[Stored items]
________________________________________
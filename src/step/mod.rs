//! The step resolver: one tick of simulation.
//!
//! A stateless algorithm over a grid and its rule manager. Fixed phase
//! order per tick:
//!
//! 1. Rescan rules.
//! 2. Move every YOU icon along the action's vector, cascading pushes.
//! 3. Advance MOVE icons along their facing.
//! 4. Resolve contacts (SINK, DEFEAT, HOT/MELT) and transformations,
//!    using the tables from phase 1.
//! 5. Rescan rules (moved text may have rewritten them).
//! 6. Win/lose check against the fresh tables.
//! 7. Increment the step counter.
//!
//! Pushing is all-or-nothing: a contiguous chain of pushable objects moves
//! one cell together, or nothing moves when the cell beyond the chain is
//! the grid edge or a blocking STOP object. Text tiles are intrinsically
//! pushable; icons are pushable when their noun carries PUSH. An
//! out-of-bounds target is a blocked move, never an error.

use tracing::debug;

use crate::core::{Action, Direction, Object, Property};
use crate::grid::Grid;
use crate::rules::RuleManager;

/// Resolve one tick. Terminal grids skip physics and only count the step.
pub fn resolve(grid: &mut Grid, action: Action) {
    if grid.won || grid.lost {
        grid.steps += 1;
        return;
    }

    grid.update_rules();

    if let Some(direction) = action.direction() {
        move_you(grid, direction);
    }
    move_autonomous(grid);

    apply_contacts(grid);
    apply_transformations(grid);

    grid.update_rules();
    check_terminal(grid);
    grid.steps += 1;

    debug!(
        action = action.name(),
        steps = grid.steps,
        won = grid.won,
        lost = grid.lost,
        "tick resolved"
    );
}

/// Move every YOU icon one cell along `direction`.
///
/// Icons move farthest-first along the movement axis so a line of YOU
/// icons advances without colliding with itself.
fn move_you(grid: &mut Grid, direction: Direction) {
    let mut movers: Vec<(usize, usize, String)> = grid
        .rule_manager
        .you_objects(grid)
        .into_iter()
        .map(|o| (o.x, o.y, o.name.clone()))
        .collect();

    movers.sort_by_key(|&(x, y, _)| match direction {
        Direction::Right => -(x as i64),
        Direction::Left => x as i64,
        Direction::Down => -(y as i64),
        Direction::Up => y as i64,
    });

    for (x, y, name) in movers {
        try_move_icon(grid, x, y, &name, direction);
    }
}

/// Advance every MOVE icon along its facing, reversing when blocked.
///
/// Movers are processed one at a time and held off the board while they
/// act, so an icon shoved by an earlier mover in the same phase still
/// takes its own move from its current cell, and same-named icons each
/// advance exactly once.
fn move_autonomous(grid: &mut Grid) {
    while let Some((x, y, name)) = next_mover(grid) {
        let Some(mut mover) = grid.take_unacted(x, y, &name) else {
            break;
        };
        mover.acted = true;

        let mut landing = None;
        for direction in [mover.facing, mover.facing.opposite()] {
            if let Some((tx, ty)) =
                direction.offset(mover.x, mover.y, grid.width(), grid.height())
            {
                if clear_for_entry(grid, tx, ty, direction) {
                    landing = Some((tx, ty, direction));
                    break;
                }
            }
        }
        match landing {
            Some((tx, ty, direction)) => {
                mover.x = tx;
                mover.y = ty;
                mover.facing = direction;
            }
            // Blocked both ways: stay put but remember the turn.
            None => mover.facing = mover.facing.opposite(),
        }
        grid.place(mover);
    }
    clear_acted(grid);
}

/// Row-major first MOVE icon that has not acted in this phase.
fn next_mover(grid: &Grid) -> Option<(usize, usize, String)> {
    grid.objects()
        .find(|o| !o.is_text && !o.acted && grid.rule_manager.has_property(&o.name, Property::Move))
        .map(|o| (o.x, o.y, o.name.clone()))
}

fn clear_acted(grid: &mut Grid) {
    let (cells, _) = grid.split_cells_and_rules();
    for cell in cells.iter_mut() {
        for object in cell.iter_mut() {
            object.acted = false;
        }
    }
}

/// Attempt to move one icon a single cell, cascading pushes.
///
/// Returns false when the move is blocked (grid edge, STOP, or a push
/// chain that cannot advance); the icon stays put in that case.
fn try_move_icon(grid: &mut Grid, x: usize, y: usize, name: &str, direction: Direction) -> bool {
    let Some((tx, ty)) = direction.offset(x, y, grid.width(), grid.height()) else {
        return false;
    };
    if !clear_for_entry(grid, tx, ty, direction) {
        return false;
    }
    let Some(mut object) = grid.take_object(x, y, name, false) else {
        return false;
    };
    object.x = tx;
    object.y = ty;
    object.facing = direction;
    grid.place(object);
    true
}

/// Make the cell at `(x, y)` enterable by shoving its pushable occupants
/// one cell along `direction`.
///
/// Recursion reaches the far end of the push chain before any object
/// moves, so a blocked chain leaves the grid untouched.
fn clear_for_entry(grid: &mut Grid, x: usize, y: usize, direction: Direction) -> bool {
    let mut pushables: Vec<(String, bool)> = Vec::new();
    for object in grid.cell(x, y) {
        if is_pushable(&grid.rule_manager, object) {
            pushables.push((object.name.clone(), object.is_text));
        } else if !object.is_text && grid.rule_manager.has_property(&object.name, Property::Stop) {
            return false;
        }
    }

    if pushables.is_empty() {
        return true;
    }

    let Some((nx, ny)) = direction.offset(x, y, grid.width(), grid.height()) else {
        return false;
    };
    if !clear_for_entry(grid, nx, ny, direction) {
        return false;
    }

    for (name, is_text) in pushables {
        if let Some(mut object) = grid.take_object(x, y, &name, is_text) {
            object.x = nx;
            object.y = ny;
            grid.place(object);
        }
    }
    true
}

/// Text tiles are always pushable; icons are pushable when their noun
/// carries PUSH (including STOP+PUSH combinations).
fn is_pushable(manager: &RuleManager, object: &Object) -> bool {
    object.is_text || manager.has_property(&object.name, Property::Push)
}

/// Resolve same-cell contacts using the tables computed before movement.
fn apply_contacts(grid: &mut Grid) {
    let (cells, manager) = grid.split_cells_and_rules();

    for cell in cells.iter_mut() {
        // SINK clears the whole stack on any contact.
        let sink_contact = cell.len() >= 2
            && cell
                .iter()
                .any(|o| !o.is_text && manager.has_property(&o.name, Property::Sink));
        if sink_contact {
            cell.clear();
            continue;
        }

        // DEFEAT destroys co-located YOU icons and survives the contact.
        let defeat_here = cell
            .iter()
            .any(|o| !o.is_text && manager.has_property(&o.name, Property::Defeat));
        if defeat_here {
            cell.retain(|o| {
                o.is_text
                    || manager.has_property(&o.name, Property::Defeat)
                    || !manager.has_property(&o.name, Property::You)
            });
        }

        // HOT destroys co-located MELT icons, same survivor semantics.
        let hot_here = cell
            .iter()
            .any(|o| !o.is_text && manager.has_property(&o.name, Property::Hot));
        if hot_here {
            cell.retain(|o| {
                o.is_text
                    || manager.has_property(&o.name, Property::Hot)
                    || !manager.has_property(&o.name, Property::Melt)
            });
        }
    }
}

/// Rename icons per the active transformation table, position preserved.
fn apply_transformations(grid: &mut Grid) {
    let (cells, manager) = grid.split_cells_and_rules();
    if manager.transformations().is_empty() {
        return;
    }

    for cell in cells.iter_mut() {
        for object in cell.iter_mut() {
            if object.is_text {
                continue;
            }
            if let Some(target) = manager.transformation_of(&object.name) {
                object.name = target.to_string();
            }
        }
    }
}

/// Win/lose bookkeeping. Flags are sticky once set.
fn check_terminal(grid: &mut Grid) {
    let you: Vec<(usize, usize)> = grid
        .rule_manager
        .you_objects(grid)
        .into_iter()
        .map(|o| (o.x, o.y))
        .collect();

    if you.is_empty() {
        if !grid.won {
            grid.lost = true;
        }
        return;
    }

    let wins: Vec<(usize, usize)> = grid
        .rule_manager
        .win_objects(grid)
        .into_iter()
        .map(|o| (o.x, o.y))
        .collect();

    if you.iter().any(|pos| wins.contains(pos)) {
        grid.won = true;
    }
}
________________________________________
### [DIRECTIONS]
Find how many lines of the entries include the word "match". The number is the entire reply.

### [WRITTEN RESPONSE]
2